Je trouve qu’il y a un challenge sur la mise en image, notamment avec Prime Video avec qui je travaille pas mal. C’est très intéressant. L’image a parfois pu être mise au second plan pour des questions de budget, car il faut toujours privilégier le fond ! Les plateformes ont une exigence artistique excitante pour un réalisateur. Les moyens sont parfois conséquents et on peut s’amuser.

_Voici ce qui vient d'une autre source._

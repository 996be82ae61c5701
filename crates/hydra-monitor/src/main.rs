//! Composition root for the monitor pipeline binary: wires the ingestion
//! pipeline, dedup engine, AI gateway, and scheduled-report task together
//! behind one Telegram channel adapter, following the gateway's
//! `AppState`-plus-`tokio::main` shape.

mod category;
mod db;
mod error;
mod export;
mod format;
mod ingest;
mod report;
mod state;

use std::path::PathBuf;
use std::sync::Arc;

use clap::Parser;
use hydra_channels::ChannelManager;
use hydra_core::config::HydraConfig;
use rusqlite::Connection;
use tokio::sync::mpsc;
use tokio_util::sync::CancellationToken;
use tracing::{error, info, warn};

use crate::state::AppState;

#[derive(Parser, Debug)]
#[command(name = "hydra-monitor", about = "Multi-channel ingestion, dedup, and report scheduler")]
struct Cli {
    /// Path to a TOML config file. Overlaid with `HYDRA_*` env vars.
    #[arg(long)]
    config: Option<PathBuf>,

    /// Override the configured log level (e.g. "debug", "hydra_monitor=trace").
    #[arg(long)]
    log_level: Option<String>,

    /// Load config, open the database, and build the pipeline state without
    /// connecting any channel adapter — exercises startup wiring and config
    /// loading without touching a live transport or sending anything.
    #[arg(long, default_value_t = false)]
    dry_run: bool,
}

#[tokio::main]
async fn main() -> anyhow::Result<()> {
    let cli = Cli::parse();

    let config = HydraConfig::load(cli.config.as_deref()).unwrap_or_else(|e| {
        eprintln!("config load failed ({e}), using defaults");
        HydraConfig::default()
    });

    let log_level = cli.log_level.clone().unwrap_or_else(|| config.log.level.clone());
    tracing_subscriber::fmt()
        .with_env_filter(
            tracing_subscriber::EnvFilter::try_from_default_env()
                .unwrap_or_else(|_| tracing_subscriber::EnvFilter::new(log_level.clone())),
        )
        .init();

    let db_conn = Connection::open(&config.database.path)?;
    let gateway_conn = Connection::open(&config.database.path)?;
    let state = Arc::new(AppState::new(config.clone(), db_conn, gateway_conn)?);

    let (inbound_tx, mut inbound_rx) = mpsc::channel(256);
    let mut channels = ChannelManager::new();

    if let Some(bot_token) = config.monitor.bot_token.clone() {
        channels.register(Box::new(hydra_telegram::TelegramChannel::new(bot_token, inbound_tx)));
    } else {
        warn!("no bot token configured, the monitor will not receive any updates");
        drop(inbound_tx);
    }

    if cli.dry_run {
        warn!("dry-run: skipping channel connect, no updates will be received or sent");
    } else {
        channels.connect_all().await;
    }
    let channels = Arc::new(channels);

    let cancel = CancellationToken::new();

    let ingest_state = state.clone();
    let ingest_channels = channels.clone();
    let ingest_cancel = cancel.clone();
    let ingest_task = tokio::spawn(async move {
        loop {
            tokio::select! {
                update = inbound_rx.recv() => {
                    match update {
                        Some(update) => {
                            ingest::handle_update(&ingest_state, &ingest_channels, update).await;
                        }
                        None => {
                            info!("ingestion: inbound channel closed, stopping");
                            return;
                        }
                    }
                }
                _ = ingest_cancel.cancelled() => {
                    info!("ingestion: cancellation requested, stopping");
                    return;
                }
            }
        }
    });

    let scheduler_state = state.clone();
    let scheduler_channels = channels.clone();
    let scheduler_cancel = cancel.clone();
    let scheduler_task =
        tokio::spawn(async move { report::run_scheduler(&scheduler_state, &scheduler_channels, scheduler_cancel).await });

    info!("hydra-monitor running, press ctrl-c to stop");
    tokio::signal::ctrl_c().await?;
    info!("shutdown requested");
    cancel.cancel();

    if let Err(e) = ingest_task.await {
        error!(error = %e, "ingestion task panicked");
    }
    if let Err(e) = scheduler_task.await {
        error!(error = %e, "scheduler task panicked");
    }

    if let Ok(mut channels) = Arc::try_unwrap(channels).map_err(|_| ()) {
        channels.disconnect_all().await;
    }

    Ok(())
}
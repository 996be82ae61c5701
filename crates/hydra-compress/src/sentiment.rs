//! Bullish/bearish polarity.

use hydra_core::types::Sentiment;

const BULLISH: &[&str] = &[
    "涨停", "暴涨", "突破", "利好", "看多", "buy the dip", "breakout", "all-time high", "rally",
    "surge", "bullish", "moon", "长期持有", "加仓",
];
const BEARISH: &[&str] = &[
    "跌停", "暴跌", "破位", "利空", "看空", "sell-off", "crash", "bearish", "dump", "capitulation",
    "爆仓", "割肉", "清仓",
];

fn count_hits(lower: &str, words: &[&str]) -> usize {
    words.iter().filter(|w| lower.contains(*w)).count()
}

/// Bullish iff bullish hits strictly outnumber bearish hits; symmetric for
/// bearish. Ties (including 0/0) are neutral.
pub fn classify(text: &str) -> Sentiment {
    let lower = text.to_lowercase();
    let bull = count_hits(&lower, BULLISH);
    let bear = count_hits(&lower, BEARISH);
    if bull > bear {
        Sentiment::Bullish
    } else if bear > bull {
        Sentiment::Bearish
    } else {
        Sentiment::Neutral
    }
}

#[cfg(test)]
mod tests {
    use super::*;

    #[test]
    fn more_bullish_hits_wins() {
        assert_eq!(classify("BTC breakout, rally continues, bullish momentum"), Sentiment::Bullish);
    }

    #[test]
    fn more_bearish_hits_wins() {
        assert_eq!(classify("market crash, bearish dump, capitulation everywhere"), Sentiment::Bearish);
    }

    #[test]
    fn equal_hits_is_neutral() {
        assert_eq!(classify("rally then crash, bullish then bearish"), Sentiment::Neutral);
    }

    #[test]
    fn no_hits_is_neutral() {
        assert_eq!(classify("Good morning, the weather today is calm"), Sentiment::Neutral);
    }
}
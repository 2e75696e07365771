//! Request and response payloads shared by the HTTP handlers, the service
//! layer and the staging ingester.

pub mod product;
pub mod report;
pub mod shipment;

pub use product::{
    CreateProduct, DeletedProductResponse, ShowProduct, UpdateProductRequest,
    UpdatedProductResponse,
};
pub use report::{ReportQuery, ReportResponse, SpendingReport};
pub use shipment::{
    CreateShipment, DeletedShipmentResponse, ShowShipment, UpdateShipmentRequest,
    UpdatedShipmentResponse,
};
//! Data access layer. Every operation takes the connection or transaction it
//! runs on, so the service layer decides where transaction boundaries sit.

pub mod product_repository;
pub mod report_repository;
pub mod shipment_repository;

pub use product_repository::ProductRepository;
pub use report_repository::ReportRepository;
pub use shipment_repository::ShipmentRepository;
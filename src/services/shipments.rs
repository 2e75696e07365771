use crate::{
    db::DatabaseAccess,
    dto::{CreateShipment, ShowShipment, UpdateShipmentRequest},
    errors::ServiceError,
    repositories::ShipmentRepository,
};
use tracing::{error, info, instrument};
use validator::Validate;

/// Transactional shipment operations on top of [`ShipmentRepository`]
#[derive(Clone, Debug)]
pub struct ShipmentService {
    db: DatabaseAccess,
}

impl ShipmentService {
    pub fn new(db: DatabaseAccess) -> Self {
        Self { db }
    }

    /// Creates a new shipment
    #[instrument(skip(self, body), fields(shipment_num = %body.shipment_num))]
    pub async fn create_shipment(&self, body: CreateShipment) -> Result<ShowShipment, ServiceError> {
        body.validate()?;

        let created = self
            .db
            .transaction(move |txn| {
                Box::pin(async move {
                    ShipmentRepository::create(txn, &body).await.map_err(|e| {
                        ServiceError::from_constraint(
                            e,
                            &format!("shipment {} could not be stored", body.shipment_num),
                        )
                    })
                })
            })
            .await?;

        info!(shipment_id = %created.id, "shipment created");
        Ok(created.into())
    }

    /// Looks a shipment up by number; `None` when it does not exist
    #[instrument(skip(self))]
    pub async fn get_shipment(&self, shipment_num: &str) -> Result<Option<ShowShipment>, ServiceError> {
        let shipment_num = shipment_num.to_string();
        let found = self
            .db
            .transaction(move |txn| {
                Box::pin(async move {
                    ShipmentRepository::find_by_num(txn, &shipment_num)
                        .await
                        .map_err(|e| {
                            error!(error = %e, "shipment lookup failed");
                            ServiceError::DatabaseError(e)
                        })
                })
            })
            .await?;
        Ok(found.map(Into::into))
    }

    /// Applies a partial update. An empty patch is rejected before the store is
    /// touched and an unknown shipment number yields `NotFound`.
    #[instrument(skip(self, patch))]
    pub async fn update_shipment(
        &self,
        shipment_num: &str,
        patch: UpdateShipmentRequest,
    ) -> Result<String, ServiceError> {
        if patch.is_empty() {
            return Err(ServiceError::ValidationError(
                "specify at least one field to update".to_string(),
            ));
        }

        let shipment_num = shipment_num.to_string();
        self.db
            .transaction(move |txn| {
                Box::pin(async move {
                    if ShipmentRepository::find_by_num(txn, &shipment_num)
                        .await?
                        .is_none()
                    {
                        return Err(shipment_not_found(&shipment_num));
                    }

                    ShipmentRepository::update_by_num(txn, &shipment_num, &patch)
                        .await
                        .map_err(|e| {
                            ServiceError::from_constraint(
                                e,
                                &format!("shipment {shipment_num} could not be updated"),
                            )
                        })?
                        .ok_or_else(|| shipment_not_found(&shipment_num))
                })
            })
            .await
    }

    /// Deletes a shipment. Fails with `Conflict` while products still reference it.
    #[instrument(skip(self))]
    pub async fn delete_shipment(&self, shipment_num: &str) -> Result<String, ServiceError> {
        let shipment_num = shipment_num.to_string();
        let deleted = self
            .db
            .transaction(move |txn| {
                Box::pin(async move {
                    if ShipmentRepository::find_by_num(txn, &shipment_num)
                        .await?
                        .is_none()
                    {
                        return Err(shipment_not_found(&shipment_num));
                    }

                    ShipmentRepository::delete_by_num(txn, &shipment_num)
                        .await
                        .map_err(|e| {
                            ServiceError::from_constraint(
                                e,
                                "products still reference this shipment, delete them first",
                            )
                        })?
                        .ok_or_else(|| shipment_not_found(&shipment_num))
                })
            })
            .await?;

        info!(shipment_num = %deleted, "shipment deleted");
        Ok(deleted)
    }
}

pub(crate) fn shipment_not_found(shipment_num: &str) -> ServiceError {
    ServiceError::NotFound(format!("shipment {shipment_num} does not exist"))
}
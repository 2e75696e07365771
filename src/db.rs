use crate::config::AppConfig;
use crate::errors::ServiceError;
use futures::future::BoxFuture;
use sea_orm::{
    ConnectOptions, Database, DatabaseConnection, DatabaseTransaction, DbErr, TransactionError,
    TransactionTrait,
};
use sea_orm_migration::MigratorTrait;
use std::sync::Arc;
use std::time::Duration;
use tracing::{debug, error, info, warn};
use uuid::Uuid;

/// Type alias for a database connection pool
pub type DbPool = DatabaseConnection;

/// Configuration for database connection
#[derive(Debug, Clone)]
pub struct DbConfig {
    /// Database connection URL
    pub url: String,
    /// Maximum number of connections
    pub max_connections: u32,
    /// Minimum number of connections
    pub min_connections: u32,
    /// Connection timeout duration
    pub connect_timeout: Duration,
    /// Idle timeout duration
    pub idle_timeout: Duration,
    /// Acquire connection timeout
    pub acquire_timeout: Duration,
}

impl Default for DbConfig {
    fn default() -> Self {
        Self {
            url: String::new(),
            max_connections: 10,
            min_connections: 1,
            connect_timeout: Duration::from_secs(30),
            idle_timeout: Duration::from_secs(600),
            acquire_timeout: Duration::from_secs(8),
        }
    }
}

impl DbConfig {
    /// Every pooled connection to an in-memory SQLite database sees its own
    /// empty database, so such pools are pinned to a single connection.
    fn is_in_memory_sqlite(&self) -> bool {
        self.url.starts_with("sqlite:")
            && (self.url.contains(":memory:") || self.url.contains("mode=memory"))
    }
}

impl From<&AppConfig> for DbConfig {
    fn from(cfg: &AppConfig) -> Self {
        Self {
            url: cfg.database_url.clone(),
            max_connections: cfg.db_max_connections,
            min_connections: cfg.db_min_connections,
            connect_timeout: Duration::from_secs(cfg.db_connect_timeout_secs),
            idle_timeout: Duration::from_secs(cfg.db_idle_timeout_secs),
            acquire_timeout: Duration::from_secs(cfg.db_acquire_timeout_secs),
        }
    }
}

/// Establishes a connection pool to the database
///
/// # Errors
/// Returns a `DbErr` if the connection cannot be established
pub async fn establish_connection(database_url: &str) -> Result<DbPool, DbErr> {
    let config = DbConfig {
        url: database_url.to_string(),
        ..Default::default()
    };

    establish_connection_with_config(&config).await
}

/// Establishes a connection pool to the database with custom configuration
///
/// # Errors
/// Returns a `DbErr` if the connection cannot be established
pub async fn establish_connection_with_config(config: &DbConfig) -> Result<DbPool, DbErr> {
    debug!("Configuring database connection with: {:?}", config);

    let (max_connections, min_connections) = if config.is_in_memory_sqlite() {
        (1, 1)
    } else {
        (config.max_connections, config.min_connections)
    };

    let mut opt = ConnectOptions::new(config.url.clone());
    opt.max_connections(max_connections)
        .min_connections(min_connections)
        .connect_timeout(config.connect_timeout)
        .acquire_timeout(config.acquire_timeout)
        .idle_timeout(config.idle_timeout)
        .sqlx_logging(false);

    info!(
        "Connecting to database with max_connections={}",
        max_connections
    );

    let db_pool = Database::connect(opt).await.map_err(|e| {
        error!("Database connection establishment failed: {}", e);
        e
    })?;

    info!("Database connection pool established successfully");

    Ok(db_pool)
}

/// Establish DB pool using AppConfig tuning
pub async fn establish_connection_from_app_config(cfg: &AppConfig) -> Result<DbPool, DbErr> {
    let db_cfg: DbConfig = cfg.into();
    establish_connection_with_config(&db_cfg).await
}

/// Database access wrapper owning the pool handle. Every unit of work the
/// service layer performs goes through [`DatabaseAccess::transaction`].
#[derive(Debug, Clone)]
pub struct DatabaseAccess {
    pool: Arc<DbPool>,
}

impl DatabaseAccess {
    /// Create a new database access instance
    pub fn new(pool: Arc<DbPool>) -> Self {
        Self { pool }
    }

    /// Get a reference to the connection pool
    pub fn get_pool(&self) -> &DbPool {
        &self.pool
    }

    /// Runs `f` inside a transaction: commits when it returns `Ok`, rolls back
    /// when it returns `Err`.
    pub async fn transaction<F, T>(&self, f: F) -> Result<T, ServiceError>
    where
        F: for<'a> FnOnce(&'a DatabaseTransaction) -> BoxFuture<'a, Result<T, ServiceError>>
            + Send,
        T: Send + 'static,
    {
        let transaction_id = Uuid::new_v4();
        let start = std::time::Instant::now();

        debug!(transaction_id = %transaction_id, "Starting database transaction");

        let result = self
            .pool
            .transaction::<_, T, ServiceError>(move |txn| {
                let future = f(txn);
                Box::pin(async move { future.await })
            })
            .await;

        let elapsed = start.elapsed();
        match &result {
            Ok(_) => {
                debug!(transaction_id = %transaction_id, "Transaction committed successfully in {:?}", elapsed);
            }
            Err(_) => {
                warn!(transaction_id = %transaction_id, "Transaction rolled back after {:?}", elapsed);
            }
        }

        result.map_err(|e| match e {
            TransactionError::Connection(e) => ServiceError::DatabaseError(e),
            TransactionError::Transaction(e) => e,
        })
    }
}

/// Runs database migrations
///
/// # Errors
/// Returns a `DbErr` if migrations fail to execute
pub async fn run_migrations(pool: &DbPool) -> Result<(), DbErr> {
    info!("Running database migrations");
    let start = std::time::Instant::now();

    let result = crate::migrator::Migrator::up(pool, None).await;

    let elapsed = start.elapsed();
    match &result {
        Ok(_) => info!(
            "Database migrations completed successfully in {:?}",
            elapsed
        ),
        Err(e) => error!("Database migrations failed after {:?}: {}", elapsed, e),
    }

    result
}

/// Checks if the database connection is active
pub async fn check_connection(pool: &DbPool) -> Result<(), DbErr> {
    debug!("Checking database connection");
    let start = std::time::Instant::now();

    let result = pool.ping().await;

    let elapsed = start.elapsed();
    match &result {
        Ok(_) => debug!("Database connection check successful in {:?}", elapsed),
        Err(e) => error!(
            "Database connection check failed after {:?}: {}",
            elapsed, e
        ),
    }

    result
}
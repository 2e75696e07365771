use chrono::Utc;
use sea_orm::sea_query::Expr;
use sea_orm::{
    ActiveModelTrait, ColumnTrait, ConnectionTrait, DbErr, EntityTrait, QueryFilter, Set,
};

use crate::dto::{CreateShipment, UpdateShipmentRequest};
use crate::models::shipment::{ActiveModel, Column, Entity as Shipment, Model};

/// Shipment rows, addressed by their shipment number
#[derive(Debug, Clone, Copy, Default)]
pub struct ShipmentRepository;

impl ShipmentRepository {
    /// Inserts a shipment. A duplicate shipment number surfaces as a unique
    /// constraint violation from the store.
    pub async fn create<C: ConnectionTrait>(db: &C, body: &CreateShipment) -> Result<Model, DbErr> {
        ActiveModel {
            shipment_num: Set(body.shipment_num.clone()),
            shipment_status: Set(body.shipment_status.clone()),
            shipment_date: Set(body.shipment_date.clone()),
            shipping_address: Set(body.shipping_address.clone()),
            shipping_cost: Set(body.shipping_cost),
            bonuses: Set(body.bonuses),
            assembly_and_delivery: Set(body.assembly_and_delivery),
            discount: Set(body.discount),
            ..Default::default()
        }
        .insert(db)
        .await
    }

    pub async fn find_by_num<C: ConnectionTrait>(
        db: &C,
        shipment_num: &str,
    ) -> Result<Option<Model>, DbErr> {
        Shipment::find()
            .filter(Column::ShipmentNum.eq(shipment_num))
            .one(db)
            .await
    }

    /// Applies only the supplied fields. Returns the shipment number when a
    /// row matched.
    pub async fn update_by_num<C: ConnectionTrait>(
        db: &C,
        shipment_num: &str,
        patch: &UpdateShipmentRequest,
    ) -> Result<Option<String>, DbErr> {
        let mut update = Shipment::update_many()
            .col_expr(Column::LastUpdated, Expr::value(Utc::now()))
            .filter(Column::ShipmentNum.eq(shipment_num));

        if let Some(status) = &patch.shipment_status {
            update = update.col_expr(Column::ShipmentStatus, Expr::value(status.clone()));
        }
        if let Some(date) = &patch.shipment_date {
            update = update.col_expr(Column::ShipmentDate, Expr::value(date.clone()));
        }
        if let Some(address) = &patch.shipping_address {
            update = update.col_expr(Column::ShippingAddress, Expr::value(address.clone()));
        }
        if let Some(cost) = patch.shipping_cost {
            update = update.col_expr(Column::ShippingCost, Expr::value(cost));
        }
        if let Some(bonuses) = patch.bonuses {
            update = update.col_expr(Column::Bonuses, Expr::value(bonuses));
        }
        if let Some(fee) = patch.assembly_and_delivery {
            update = update.col_expr(Column::AssemblyAndDelivery, Expr::value(fee));
        }
        if let Some(discount) = patch.discount {
            update = update.col_expr(Column::Discount, Expr::value(discount));
        }

        let result = update.exec(db).await?;
        Ok((result.rows_affected > 0).then(|| shipment_num.to_string()))
    }

    /// Deletes a shipment. Fails with a foreign key violation while products
    /// still reference it.
    pub async fn delete_by_num<C: ConnectionTrait>(
        db: &C,
        shipment_num: &str,
    ) -> Result<Option<String>, DbErr> {
        let result = Shipment::delete_many()
            .filter(Column::ShipmentNum.eq(shipment_num))
            .exec(db)
            .await?;
        Ok((result.rows_affected > 0).then(|| shipment_num.to_string()))
    }
}
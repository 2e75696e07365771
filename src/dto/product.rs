use crate::models::product;
use chrono::{DateTime, Utc};
use serde::{Deserialize, Serialize};
use utoipa::ToSchema;
use uuid::Uuid;
use validator::Validate;

#[derive(Debug, Clone, PartialEq, Serialize, Deserialize, ToSchema)]
pub struct ShowProduct {
    pub id: Uuid,
    pub create_date: DateTime<Utc>,
    pub last_updated: DateTime<Utc>,
    pub product_name: Option<String>,
    /// Free text quantity, may include units
    pub quantity: Option<String>,
    pub purchase_price: Option<f64>,
    pub purchase_status: Option<String>,
    pub shipment_num: String,
}

impl From<product::Model> for ShowProduct {
    fn from(model: product::Model) -> Self {
        Self {
            id: model.id,
            create_date: model.create_date,
            last_updated: model.last_updated,
            product_name: model.product_name,
            quantity: model.quantity,
            purchase_price: model.purchase_price,
            purchase_status: model.purchase_status,
            shipment_num: model.shipment_num,
        }
    }
}

#[derive(Debug, Clone, PartialEq, Serialize, Deserialize, Validate, ToSchema)]
#[schema(example = json!({
    "product_name": "Молоко 3,2%",
    "quantity": "2 шт",
    "purchase_price": 89.99,
    "purchase_status": "Собран",
    "shipment_num": "H01234567890"
}))]
pub struct CreateProduct {
    #[serde(default)]
    pub product_name: Option<String>,
    #[serde(default)]
    pub quantity: Option<String>,
    #[serde(default)]
    pub purchase_price: Option<f64>,
    #[serde(default)]
    pub purchase_status: Option<String>,
    #[validate(length(min = 1, message = "Shipment number is required"))]
    pub shipment_num: String,
}

/// Partial update; `shipment_num` may move the product to another shipment.
#[derive(Debug, Clone, Default, PartialEq, Serialize, Deserialize, ToSchema)]
pub struct UpdateProductRequest {
    #[serde(default, skip_serializing_if = "Option::is_none")]
    pub product_name: Option<String>,
    #[serde(default, skip_serializing_if = "Option::is_none")]
    pub quantity: Option<String>,
    #[serde(default, skip_serializing_if = "Option::is_none")]
    pub purchase_price: Option<f64>,
    #[serde(default, skip_serializing_if = "Option::is_none")]
    pub purchase_status: Option<String>,
    #[serde(default, skip_serializing_if = "Option::is_none")]
    pub shipment_num: Option<String>,
}

impl UpdateProductRequest {
    pub fn is_empty(&self) -> bool {
        self.product_name.is_none()
            && self.quantity.is_none()
            && self.purchase_price.is_none()
            && self.purchase_status.is_none()
            && self.shipment_num.is_none()
    }
}

#[derive(Debug, Clone, PartialEq, Serialize, Deserialize, ToSchema)]
pub struct UpdatedProductResponse {
    pub updated_product_id: Uuid,
}

#[derive(Debug, Clone, PartialEq, Serialize, Deserialize, ToSchema)]
pub struct DeletedProductResponse {
    pub deleted_products_id: Uuid,
}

Qu’est ce qui compte le plus pour toi ?
J’essaie de me mettre au service de l’histoire qu’on raconte et de toujours lier le fond et la forme. Il faut que ce soit beau mais parfois le contenu impose une mise en image qui n’est pas forcément esthétique. En fait, je crois qu’il faut surtout que cela soit cohérent, c’est comme ça. On me dit que je suis perfectionniste et un peu control freak ! C’est vrai que j’ai besoin d’organiser les choses comme je veux. J’ai mis du temps à accepter que parfois il y ait des choses qui ne se passent pas bien. Mais quand on se retrouve à être garant de grosses équipes, il faut accepter l’idée qu’on ne peut pas avoir la main sur tout !
Comment garder le soufflé monté sur des programmes qui sont présents depuis aussi longtemps que Top Chef ?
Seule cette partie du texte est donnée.